It is required that all of the data be written out exactly.

Start of ENTRIES SHOWN

//! Contract between the renderer adapter and a concrete drawing backend.

use std::fmt;

use mindframe_core::{Fingerprint, Props, Value};
use mindframe_ui_graphics::{Color, Point, Rect, Size};

/// Everything a backend needs to rasterize one renderable leaf.
#[derive(Clone, Debug, PartialEq)]
pub struct SurfaceRequest {
    pub fingerprint: Fingerprint,
    pub tag: String,
    pub props: Props,
    pub size: Size,
}

impl SurfaceRequest {
    pub fn content(&self) -> SurfaceContent {
        let color = |name: &str, fallback: Color| {
            self.props
                .get(name)
                .and_then(Value::as_color)
                .unwrap_or(fallback)
        };
        match self.tag.as_str() {
            "text" => SurfaceContent::Text {
                text: self
                    .props
                    .get("text")
                    .map(|value| match value {
                        Value::Text(text) => text.clone(),
                        other => other.to_string(),
                    })
                    .unwrap_or_default(),
                color: color("color", Color::WHITE),
                font_size: self
                    .props
                    .get("font_size")
                    .and_then(Value::as_f32)
                    .unwrap_or(DEFAULT_FONT_SIZE),
            },
            "image" => SurfaceContent::Image {
                src: self
                    .props
                    .get("src")
                    .and_then(Value::as_str)
                    .unwrap_or_default()
                    .to_owned(),
            },
            _ => SurfaceContent::Solid {
                color: color("color", color("background", Color::WHITE)),
            },
        }
    }
}

pub const DEFAULT_FONT_SIZE: f32 = 12.0;

/// Decoded leaf content.
#[derive(Clone, Debug, PartialEq)]
pub enum SurfaceContent {
    Text {
        text: String,
        color: Color,
        font_size: f32,
    },
    Image {
        src: String,
    },
    Solid {
        color: Color,
    },
}

/// Outcome of [`DrawBackend::render_surface`].
#[derive(Clone, Debug, PartialEq)]
pub enum Rendered<S> {
    Ready(S),
    /// Work continues in the background; the result arrives through
    /// [`DrawBackend::poll_completed`].
    Deferred,
}

#[derive(Clone, Debug, PartialEq)]
pub enum DrawOp<S> {
    FillRect {
        rect: Rect,
        color: Color,
    },
    BlitSurface {
        rect: Rect,
        surface: S,
    },
    DrawText {
        origin: Point,
        text: String,
        color: Color,
        size: f32,
    },
}

/// Ops for one damaged region. Backends clip every op to `region`.
#[derive(Clone, Debug, PartialEq)]
pub struct DrawBatch<S> {
    pub region: Rect,
    pub ops: Vec<DrawOp<S>>,
}

impl<S> DrawBatch<S> {
    pub fn new(region: Rect) -> Self {
        Self {
            region,
            ops: Vec::new(),
        }
    }

    pub fn len(&self) -> usize {
        self.ops.len()
    }

    pub fn is_empty(&self) -> bool {
        self.ops.is_empty()
    }
}

pub trait DrawBackend {
    /// Opaque handle to a rasterized surface. Clones share the same surface.
    type Surface: Clone;
    type Error: fmt::Display;

    fn render_surface(
        &mut self,
        request: &SurfaceRequest,
    ) -> Result<Rendered<Self::Surface>, Self::Error>;

    /// Results of deferred renders finished since the last call.
    fn poll_completed(&mut self) -> Vec<(Fingerprint, Result<Self::Surface, Self::Error>)> {
        Vec::new()
    }

    fn release_surface(&mut self, surface: Self::Surface);

    /// Executes one draw call.
    fn submit(&mut self, batch: &DrawBatch<Self::Surface>) -> Result<(), Self::Error>;

    fn supports_batching(&self) -> bool {
        true
    }
}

End of ENTRIES SHOWN

*OUTPUT FOR THIS EXERCISE*
//! Contract between the renderer adapter and a concrete drawing backend.

use std::fmt;

use mindframe_core::{Fingerprint, Props, Value};
use mindframe_ui_graphics::{Color, Point, Rect, Size};

/// Everything a backend needs to rasterize one renderable leaf.
#[derive(Clone, Debug, PartialEq)]
pub struct SurfaceRequest {
    pub fingerprint: Fingerprint,
    pub tag: String,
    pub props: Props,
    pub size: Size,
}

impl SurfaceRequest {
    pub fn content(&self) -> SurfaceContent {
        let color = |name: &str, fallback: Color| {
            self.props
                .get(name)
                .and_then(Value::as_color)
                .unwrap_or(fallback)
        };
        match self.tag.as_str() {
            "text" => SurfaceContent::Text {
                text: self
                    .props
                    .get("text")
                    .map(|value| match value {
                        Value::Text(text) => text.clone(),
                        other => other.to_string(),
                    })
                    .unwrap_or_default(),
                color: color("color", Color::WHITE),
                font_size: self
                    .props
                    .get("font_size")
                    .and_then(Value::as_f32)
                    .unwrap_or(DEFAULT_FONT_SIZE),
            },
            "image" => SurfaceContent::Image {
                src: self
                    .props
                    .get("src")
                    .and_then(Value::as_str)
                    .unwrap_or_default()
                    .to_owned(),
            },
            _ => SurfaceContent::Solid {
                color: color("color", color("background", Color::WHITE)),
            },
        }
    }
}

pub const DEFAULT_FONT_SIZE: f32 = 12.0;

/// Decoded leaf content.
#[derive(Clone, Debug, PartialEq)]
pub enum SurfaceContent {
    Text {
        text: String,
        color: Color,
        font_size: f32,
    },
    Image {
        src: String,
    },
    Solid {
        color: Color,
    },
}

/// Outcome of [`DrawBackend::render_surface`].
#[derive(Clone, Debug, PartialEq)]
pub enum Rendered<S> {
    Ready(S),
    /// Work continues in the background; the result arrives through
    /// [`DrawBackend::poll_completed`].
    Deferred,
}

#[derive(Clone, Debug, PartialEq)]
pub enum DrawOp<S> {
    FillRect {
        rect: Rect,
        color: Color,
    },
    BlitSurface {
        rect: Rect,
        surface: S,
    },
    DrawText {
        origin: Point,
        text: String,
        color: Color,
        size: f32,
    },
}

/// Ops for one damaged region. Backends clip every op to `region`.
#[derive(Clone, Debug, PartialEq)]
pub struct DrawBatch<S> {
    pub region: Rect,
    pub ops: Vec<DrawOp<S>>,
}

impl<S> DrawBatch<S> {
    pub fn new(region: Rect) -> Self {
        Self {
            region,
            ops: Vec::new(),
        }
    }

    pub fn len(&self) -> usize {
        self.ops.len()
    }

    pub fn is_empty(&self) -> bool {
        self.ops.is_empty()
    }
}

pub trait DrawBackend {
    /// Opaque handle to a rasterized surface. Clones share the same surface.
    type Surface: Clone;
    type Error: fmt::Display;

    fn render_surface(
        &mut self,
        request: &SurfaceRequest,
    ) -> Result<Rendered<Self::Surface>, Self::Error>;

    /// Results of deferred renders finished since the last call.
    fn poll_completed(&mut self) -> Vec<(Fingerprint, Result<Self::Surface, Self::Error>)> {
        Vec::new()
    }

    fn release_surface(&mut self, surface: Self::Surface);

    /// Executes one draw call.
    fn submit(&mut self, batch: &DrawBatch<Self::Surface>) -> Result<(), Self::Error>;

    fn supports_batching(&self) -> bool {
        true
    }
}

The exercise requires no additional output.